D'abord les transferts de personnels.
53 % des personnels TOS de l'Etat ont opté pour leur intégration dans vos services.
Le travail constructif de la Commission consultative sur l'évaluation des charges (CCEC) et de la Commission nationale de Conciliation a permis une compensation financière intégrale des transferts de la loi du 13 août 2004. En trois ans, les départements ont perçu 1,2 milliard d'euros à ce titre.
L'an prochain commencera le transfert des agents des directions départementales de l'équipement.
Le projet de loi de finances pour 2008 prévoit 623 millions d'euros supplémentaires pour tenir compte des transferts à venir.
La décentralisation c'est ensuite le transfert des prestations.
Pour le RMI, l'Etat a versé l'intégralité du droit à compensation (4,9 milliards d'euros). Il est allé même au-delà. Le fonds départemental de mobilisation pour l'insertion est à nouveau doté de 500 millions d'euros pour 2008.
Je n'ignore pas votre préoccupation pour l'avenir.
Je connais aussi vos interrogations sur le financement de l'allocation personnalisée d'autonomie, face à une population qui vieillit de plus en plus.  Ses bénéficiaires atteignent déjà un million.
Tout ceci conduit à poser la question des moyens financiers.
 
Au-delà de la compensation des transferts, les départements ont besoin de visibilité financière. C'est pourquoi la réforme de la fiscalité locale est une nécessité. J'y reviendrai.
En attendant, j'ai soutenu trois dispositions importantes pour les finances des départements dans le PLF 2008.
Le maintien de l'indexation de la DGF. Il permettra aux départements de bénéficier d'une augmentation de 245 millions d'euros l'an prochain.
Les autres dotations progresseront dans leur ensemble comme l'inflation.
J'ai entendu  votre insatisfaction sur ce point.
 
J'ai eu l'occasion de le dire devant le Comité des finances locales en septembre dernier : cette mesure s'inscrit dans un contexte budgétaire tendu.
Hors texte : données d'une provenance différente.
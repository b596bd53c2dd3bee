//! Fragment rasterization, atlas composition and edge dilation

use crate::atlas::AtlasLayout;
use crate::core::types::{Rgba, RgbaImage, Vec2};
use crate::core::{Error, Result};
use crate::polygon::PolygonArea;

const TRANSPARENT: Rgba<u8> = Rgba([0, 0, 0, 0]);

/// Coverage tolerance for pixel centers on shared triangle edges
const EDGE_EPSILON: f32 = 1e-5;

/// Dilation passes for an atlas of edge length `atlas_size`
pub fn dilation_iterations(atlas_size: u32) -> u32 {
    match atlas_size {
        0..=128 => 5,
        129..=256 => 10,
        257..=512 => 20,
        513..=1024 => 40,
        1025..=2048 => 60,
        _ => 80,
    }
}

#[derive(Debug, Clone, Copy, PartialEq)]
pub struct TextureBuilder {
    pub atlas_size: u32,
    pub padding: u32,
    /// Pixels per world unit
    pub texel_density: f32,
}

impl TextureBuilder {
    pub fn new(atlas_size: u32, padding: u32, texel_density: f32) -> Self {
        Self { atlas_size, padding, texel_density }
    }

    /// Pixel size of `area`'s fragment texture
    pub fn fragment_size(&self, area: &PolygonArea) -> (u32, u32) {
        area.texture_size(self.texel_density)
    }

    /// Rasterize `area` with its local UVs; covered pixels get `shade(uv)`, the rest stay transparent.
    ///
    /// Must run before the area is remapped into atlas space.
    pub fn rasterize<F>(&self, area: &PolygonArea, width: u32, height: u32, shade: F) -> RgbaImage
    where
        F: Fn(Vec2) -> Rgba<u8>,
    {
        let mut image = RgbaImage::from_pixel(width, height, TRANSPARENT);
        if width == 0 || height == 0 {
            return image;
        }
        let size = Vec2::new(width as f32, height as f32);
        for tri in area.indices.chunks_exact(3) {
            let [a, b, c] = [tri[0], tri[1], tri[2]].map(|i| area.uvs[i as usize] * size);
            let twice_area = (b - a).perp_dot(c - a);
            if twice_area.abs() <= f32::EPSILON {
                continue;
            }
            let min = a.min(b).min(c).floor().max(Vec2::ZERO);
            let max = a.max(b).max(c).ceil().min(size);
            for y in min.y as u32..max.y as u32 {
                for x in min.x as u32..max.x as u32 {
                    let p = Vec2::new(x as f32 + 0.5, y as f32 + 0.5);
                    let w0 = (c - b).perp_dot(p - b) / twice_area;
                    let w1 = (a - c).perp_dot(p - c) / twice_area;
                    let w2 = 1.0 - w0 - w1;
                    if w0 >= -EDGE_EPSILON && w1 >= -EDGE_EPSILON && w2 >= -EDGE_EPSILON {
                        image.put_pixel(x, y, shade(p / size));
                    }
                }
            }
        }
        image
    }

    /// Blit `fragments[i]` into `layout.rects[i]` and dilate the result
    pub fn compose(&self, layout: &AtlasLayout, fragments: &[RgbaImage]) -> Result<RgbaImage> {
        if fragments.len() != layout.len() {
            return Err(Error::validation(format!(
                "{} fragment images for {} packed rects",
                fragments.len(),
                layout.len()
            )));
        }
        let mut atlas = RgbaImage::from_pixel(layout.atlas_size, layout.atlas_size, TRANSPARENT);
        for (rect, fragment) in layout.rects.iter().zip(fragments) {
            if fragment.dimensions() != (rect.width, rect.height) {
                return Err(Error::validation(format!(
                    "fragment {} is {:?}, packed as {}x{}",
                    rect.index,
                    fragment.dimensions(),
                    rect.width,
                    rect.height
                )));
            }
            blit(&mut atlas, fragment, rect.x, rect.y);
        }
        let iterations = dilation_iterations(layout.atlas_size);
        dilate(&mut atlas, iterations);
        log::debug!(
            "Composed {} fragments into {}x{} atlas, {} dilation passes",
            fragments.len(),
            layout.atlas_size,
            layout.atlas_size,
            iterations
        );
        Ok(atlas)
    }
}

/// Copy `source` into `target` at `(x, y)`, clipped to `target`
pub fn blit(target: &mut RgbaImage, source: &RgbaImage, x: u32, y: u32) {
    let (tw, th) = target.dimensions();
    for (sx, sy, pixel) in source.enumerate_pixels() {
        let (dx, dy) = (x + sx, y + sy);
        if dx < tw && dy < th {
            target.put_pixel(dx, dy, *pixel);
        }
    }
}

/// Grow colour outward from covered pixels (alpha > 0) for `iterations` passes.
///
/// Each pass fills uncovered pixels touching a filled pixel with the mean of
/// their filled 8-neighbours. Filled pixels keep alpha 0 so coverage is unchanged.
pub fn dilate(image: &mut RgbaImage, iterations: u32) {
    let (width, height) = image.dimensions();
    let mut filled: Vec<bool> = image.pixels().map(|p| p[3] > 0).collect();
    for _ in 0..iterations {
        let mut updates = Vec::new();
        for y in 0..height {
            for x in 0..width {
                if filled[(y * width + x) as usize] {
                    continue;
                }
                let mut sum = [0u32; 3];
                let mut count = 0u32;
                for dy in -1i64..=1 {
                    for dx in -1i64..=1 {
                        let (nx, ny) = (x as i64 + dx, y as i64 + dy);
                        if (dx, dy) == (0, 0) || nx < 0 || ny < 0 || nx >= width as i64 || ny >= height as i64 {
                            continue;
                        }
                        if !filled[(ny as u32 * width + nx as u32) as usize] {
                            continue;
                        }
                        let p = image.get_pixel(nx as u32, ny as u32);
                        for (s, v) in sum.iter_mut().zip(&p.0[..3]) {
                            *s += u32::from(*v);
                        }
                        count += 1;
                    }
                }
                if count > 0 {
                    let mean = sum.map(|s| (s / count) as u8);
                    updates.push((x, y, Rgba([mean[0], mean[1], mean[2], 0])));
                }
            }
        }
        if updates.is_empty() {
            break;
        }
        for (x, y, pixel) in updates {
            image.put_pixel(x, y, pixel);
            filled[(y * width + x) as usize] = true;
        }
    }
}

#[cfg(test)]
mod tests {
    use super::*;
    use crate::atlas::AtlasPacker;
    use crate::core::types::Vec3;

    const RED: Rgba<u8> = Rgba([255, 0, 0, 255]);

    /// Unit square split into two triangles, local UVs covering [0, 1]
    fn square() -> PolygonArea {
        let mut area = PolygonArea::empty("sq", 0, Vec3::X, Vec3::Y, 1);
        area.points = vec![Vec2::ZERO, Vec2::X, Vec2::ONE, Vec2::Y];
        area.last_convex_point_index = 3;
        area.uvs = area.points.clone();
        area.indices = vec![0, 1, 2, 0, 2, 3];
        area
    }

    #[test]
    fn test_iteration_table() {
        assert_eq!(dilation_iterations(64), 5);
        assert_eq!(dilation_iterations(128), 5);
        assert_eq!(dilation_iterations(256), 10);
        assert_eq!(dilation_iterations(512), 20);
        assert_eq!(dilation_iterations(1024), 40);
        assert_eq!(dilation_iterations(2048), 60);
        assert_eq!(dilation_iterations(4096), 80);
        assert_eq!(dilation_iterations(8192), 80);
    }

    #[test]
    fn test_rasterize_full_square() {
        let builder = TextureBuilder::new(64, 2, 8.0);
        let image = builder.rasterize(&square(), 8, 8, |_| RED);
        assert!(image.pixels().all(|p| *p == RED));
    }

    #[test]
    fn test_rasterize_triangle_leaves_rest_transparent() {
        let mut area = square();
        area.indices.truncate(3);
        let image = TextureBuilder::new(64, 2, 8.0).rasterize(&area, 8, 8, |_| RED);
        // Triangle (0,0) (1,0) (1,1) covers the lower-right half in image space.
        assert_eq!(*image.get_pixel(7, 0), RED);
        assert_eq!(image.get_pixel(0, 7)[3], 0);
    }

    #[test]
    fn test_shade_receives_local_uv() {
        let image = TextureBuilder::new(64, 0, 4.0).rasterize(&square(), 4, 4, |uv| {
            Rgba([(uv.x * 255.0) as u8, (uv.y * 255.0) as u8, 0, 255])
        });
        assert!(image.get_pixel(3, 0)[0] > image.get_pixel(0, 0)[0]);
        assert!(image.get_pixel(0, 3)[1] > image.get_pixel(0, 0)[1]);
    }

    #[test]
    fn test_dilate_spreads_colour_without_alpha() {
        let mut image = RgbaImage::from_pixel(5, 5, TRANSPARENT);
        image.put_pixel(2, 2, RED);
        dilate(&mut image, 1);
        assert_eq!(*image.get_pixel(1, 1), Rgba([255, 0, 0, 0]));
        assert_eq!(*image.get_pixel(0, 0), TRANSPARENT);
        assert_eq!(*image.get_pixel(2, 2), RED);
        dilate(&mut image, 1);
        // Second call starts from alpha coverage only.
        assert_eq!(*image.get_pixel(0, 0), TRANSPARENT);

        let mut image = RgbaImage::from_pixel(5, 5, TRANSPARENT);
        image.put_pixel(2, 2, RED);
        dilate(&mut image, 2);
        assert_eq!(*image.get_pixel(0, 0), Rgba([255, 0, 0, 0]));
    }

    #[test]
    fn test_dilate_averages_neighbours() {
        let mut image = RgbaImage::from_pixel(3, 1, TRANSPARENT);
        image.put_pixel(0, 0, Rgba([200, 0, 0, 255]));
        image.put_pixel(2, 0, Rgba([0, 100, 0, 255]));
        dilate(&mut image, 1);
        assert_eq!(*image.get_pixel(1, 0), Rgba([100, 50, 0, 0]));
    }

    #[test]
    fn test_compose_places_fragments() {
        let builder = TextureBuilder::new(64, 2, 4.0);
        let layout = AtlasPacker::new(64, 2).pack(&[(4, 4), (2, 2)]).unwrap();
        let fragments = vec![
            builder.rasterize(&square(), 4, 4, |_| RED),
            RgbaImage::from_pixel(2, 2, Rgba([0, 0, 255, 255])),
        ];
        let atlas = builder.compose(&layout, &fragments).unwrap();
        let r0 = layout.rects[0];
        let r1 = layout.rects[1];
        assert_eq!(*atlas.get_pixel(r0.x, r0.y), RED);
        assert_eq!(*atlas.get_pixel(r1.x + 1, r1.y + 1), Rgba([0, 0, 255, 255]));
        assert_eq!(atlas.get_pixel(r0.x - 1, r0.y)[3], 0);
        assert_eq!(atlas.get_pixel(r0.x - 1, r0.y)[0], 255);
    }

    #[test]
    fn test_compose_rejects_mismatched_fragments() {
        let builder = TextureBuilder::new(64, 0, 4.0);
        let layout = AtlasPacker::new(64, 0).pack(&[(4, 4)]).unwrap();
        assert!(builder.compose(&layout, &[]).is_err());
        assert!(builder.compose(&layout, &[RgbaImage::new(3, 4)]).is_err());
    }
}
//! Procedural primitives shared by the generation stages

pub mod noise_field;

pub use noise_field::{NoiseField, NoiseType, NEUTRAL_RESOLUTION};
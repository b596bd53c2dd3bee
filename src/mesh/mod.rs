//! Mesh buffers and the builders that fill them

pub mod branch;
pub mod data;
pub mod sprout;
pub mod trunk;
pub mod tube;

pub use branch::{BranchMeshBuilder, ROOT_ELEMENT_ID};
pub use data::{MeshData, Vertex};
pub use sprout::{SproutMeshBuilder, SproutPlacement};
pub use trunk::{Crest, TrunkMeshBuilder, TRUNK_ELEMENT_ID};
La France doit tenir ses engagements communautaires. L'inflation, c'est la norme que s'impose l'Etat pour ses dépenses. Dans ce cadre, il n'est pas illégitime que les collectivités locales contribuent à cet effort.
Il y a aussi dans le PLF 2008 une mesure favorable pour la compensation du RMI.  La taxe intérieure sur les produits pétroliers a été assise sur une assiette plus dynamique.
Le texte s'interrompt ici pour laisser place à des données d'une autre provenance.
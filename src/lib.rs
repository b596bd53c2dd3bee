//! Arbor - procedural tree geometry and sprout atlas composition

pub mod core;
pub mod math;
pub mod procgen;
pub mod params;
pub mod skeleton;
pub mod mesh;
pub mod polygon;
pub mod atlas;
pub mod generation;
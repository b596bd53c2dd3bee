//! Logging initialization

/// Initialize env_logger for binaries and benches.
///
/// Default filter level is `info`; override with RUST_LOG. The library itself
/// only talks to the `log` facade and never calls this.
///
/// # Example
/// ```no_run
/// arbor::core::logging::init();
/// log::info!("Generating tree");
/// ```
pub fn init() {
    env_logger::Builder::from_env(
        env_logger::Env::default().default_filter_or("info")
    ).init();
}

/// Like [`init`] but safe to call more than once (tests, benches).
pub fn try_init() {
    let _ = env_logger::Builder::from_env(
        env_logger::Env::default().default_filter_or("warn")
    ).is_test(true).try_init();
}
//! Caller-owned cache of extracted polygon areas keyed by content hash

use std::collections::HashMap;

use crate::mesh::MeshData;
use crate::polygon::{Fragment, PolygonArea, PolygonAreaBuilder};

#[derive(Debug, Default)]
pub struct PolygonAreaCache {
    areas: HashMap<u64, PolygonArea>,
    hits: usize,
    misses: usize,
}

impl PolygonAreaCache {
    pub fn new() -> Self {
        Self::default()
    }

    /// Cached area for the fragment, extracting it on a miss
    pub fn get_or_extract(&mut self, composite: &MeshData, fragment: &Fragment) -> &PolygonArea {
        let hash = PolygonAreaBuilder::fragment_hash(composite, fragment);
        if self.areas.contains_key(&hash) {
            self.hits += 1;
        } else {
            self.misses += 1;
        }
        self.areas
            .entry(hash)
            .or_insert_with(|| PolygonAreaBuilder::extract_fragment(composite, fragment))
    }

    pub fn get(&self, hash: u64) -> Option<&PolygonArea> {
        self.areas.get(&hash)
    }

    pub fn len(&self) -> usize {
        self.areas.len()
    }

    pub fn is_empty(&self) -> bool {
        self.areas.is_empty()
    }

    pub fn hits(&self) -> usize {
        self.hits
    }

    pub fn misses(&self) -> usize {
        self.misses
    }

    pub fn clear(&mut self) {
        self.areas.clear();
        self.hits = 0;
        self.misses = 0;
    }
}

#[cfg(test)]
mod tests {
    use super::*;
    use crate::core::types::{Vec2, Vec3};
    use crate::mesh::data::DEFAULT_TANGENT;

    fn triangle(z: f32) -> MeshData {
        let mut mesh = MeshData::new();
        let a = mesh.push_vertex(Vec3::new(0.0, 0.0, z), Vec3::X, DEFAULT_TANGENT, Vec2::ZERO);
        let b = mesh.push_vertex(Vec3::new(0.0, 0.0, z + 1.0), Vec3::X, DEFAULT_TANGENT, Vec2::ZERO);
        let c = mesh.push_vertex(Vec3::new(0.0, 1.0, z), Vec3::X, DEFAULT_TANGENT, Vec2::ZERO);
        mesh.push_triangle(a, b, c, 0);
        mesh
    }

    #[test]
    fn test_hit_after_first_extract() {
        let mut cache = PolygonAreaCache::new();
        let mesh = triangle(0.0);
        let fragment = Fragment::new("tri");
        let hash = cache.get_or_extract(&mesh, &fragment).hash;
        cache.get_or_extract(&mesh, &fragment);
        assert_eq!((cache.hits(), cache.misses()), (1, 1));
        assert_eq!(cache.len(), 1);
        assert!(cache.get(hash).is_some());
    }

    #[test]
    fn test_changed_geometry_misses() {
        let mut cache = PolygonAreaCache::new();
        let fragment = Fragment::new("tri");
        cache.get_or_extract(&triangle(0.0), &fragment);
        cache.get_or_extract(&triangle(1.0), &fragment);
        assert_eq!(cache.misses(), 2);
        assert_eq!(cache.len(), 2);
        cache.clear();
        assert!(cache.is_empty());
    }
}
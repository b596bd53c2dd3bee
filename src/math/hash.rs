//! FNV-1a content hashing for cache keys

const FNV_OFFSET: u64 = 0xcbf29ce484222325;
const FNV_PRIME: u64 = 0x100000001b3;

/// Incremental FNV-1a hasher.
///
/// Stable across runs and platforms, unlike `DefaultHasher`, so hashes can key
/// caches that outlive a single process.
#[derive(Debug, Clone, Copy)]
pub struct ContentHasher {
    hash: u64,
}

impl Default for ContentHasher {
    fn default() -> Self {
        Self::new()
    }
}

impl ContentHasher {
    pub fn new() -> Self {
        Self { hash: FNV_OFFSET }
    }

    pub fn write_u64(&mut self, value: u64) {
        for byte in value.to_le_bytes() {
            self.hash ^= byte as u64;
            self.hash = self.hash.wrapping_mul(FNV_PRIME);
        }
    }

    pub fn write_u32(&mut self, value: u32) {
        for byte in value.to_le_bytes() {
            self.hash ^= byte as u64;
            self.hash = self.hash.wrapping_mul(FNV_PRIME);
        }
    }

    /// Hash the bit pattern, so `0.0` and `-0.0` differ
    pub fn write_f32(&mut self, value: f32) {
        self.write_u32(value.to_bits());
    }

    pub fn write_str(&mut self, value: &str) {
        for byte in value.bytes() {
            self.hash ^= byte as u64;
            self.hash = self.hash.wrapping_mul(FNV_PRIME);
        }
        self.write_u32(value.len() as u32);
    }

    pub fn finish(&self) -> u64 {
        self.hash
    }
}

#[cfg(test)]
mod tests {
    use super::*;

    #[test]
    fn test_order_sensitive() {
        let mut a = ContentHasher::new();
        a.write_u32(1);
        a.write_u32(2);
        let mut b = ContentHasher::new();
        b.write_u32(2);
        b.write_u32(1);
        assert_ne!(a.finish(), b.finish());
    }

    #[test]
    fn test_stable_value() {
        // Empty input is the FNV offset basis
        assert_eq!(ContentHasher::new().finish(), 0xcbf29ce484222325);
    }
}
Enfin, sur ma proposition, le PLF 2008 prévoit d'attribuer aux départements 30 millions d'euros au titre du produit des amendes issues des radars automatiques. Je souhaite que cette somme contribue à renforcer la sécurité routière sur chacun de vos territoires.
1.3 La décentralisation départementale est une réussite. Nos concitoyens sont les premiers bénéficiaires de la proximité des départements.
En 2007, les dépenses prévisionnelles des départements en faveur des politiques sociales représentent plus de 30 milliards d'euros, soit la moitié de leurs budgets. Avec votre mobilisation, ces politiques essentielles connaissent de réelles réussites.
Première preuve de succès : la politique d'insertion.
Après deux années de hausse en 2004 et 2005, le nombre de bénéficiaires du RMI s'est stabilisé en 2006. Depuis un an, il diminue. Vous avez directement contribué à ces résultats.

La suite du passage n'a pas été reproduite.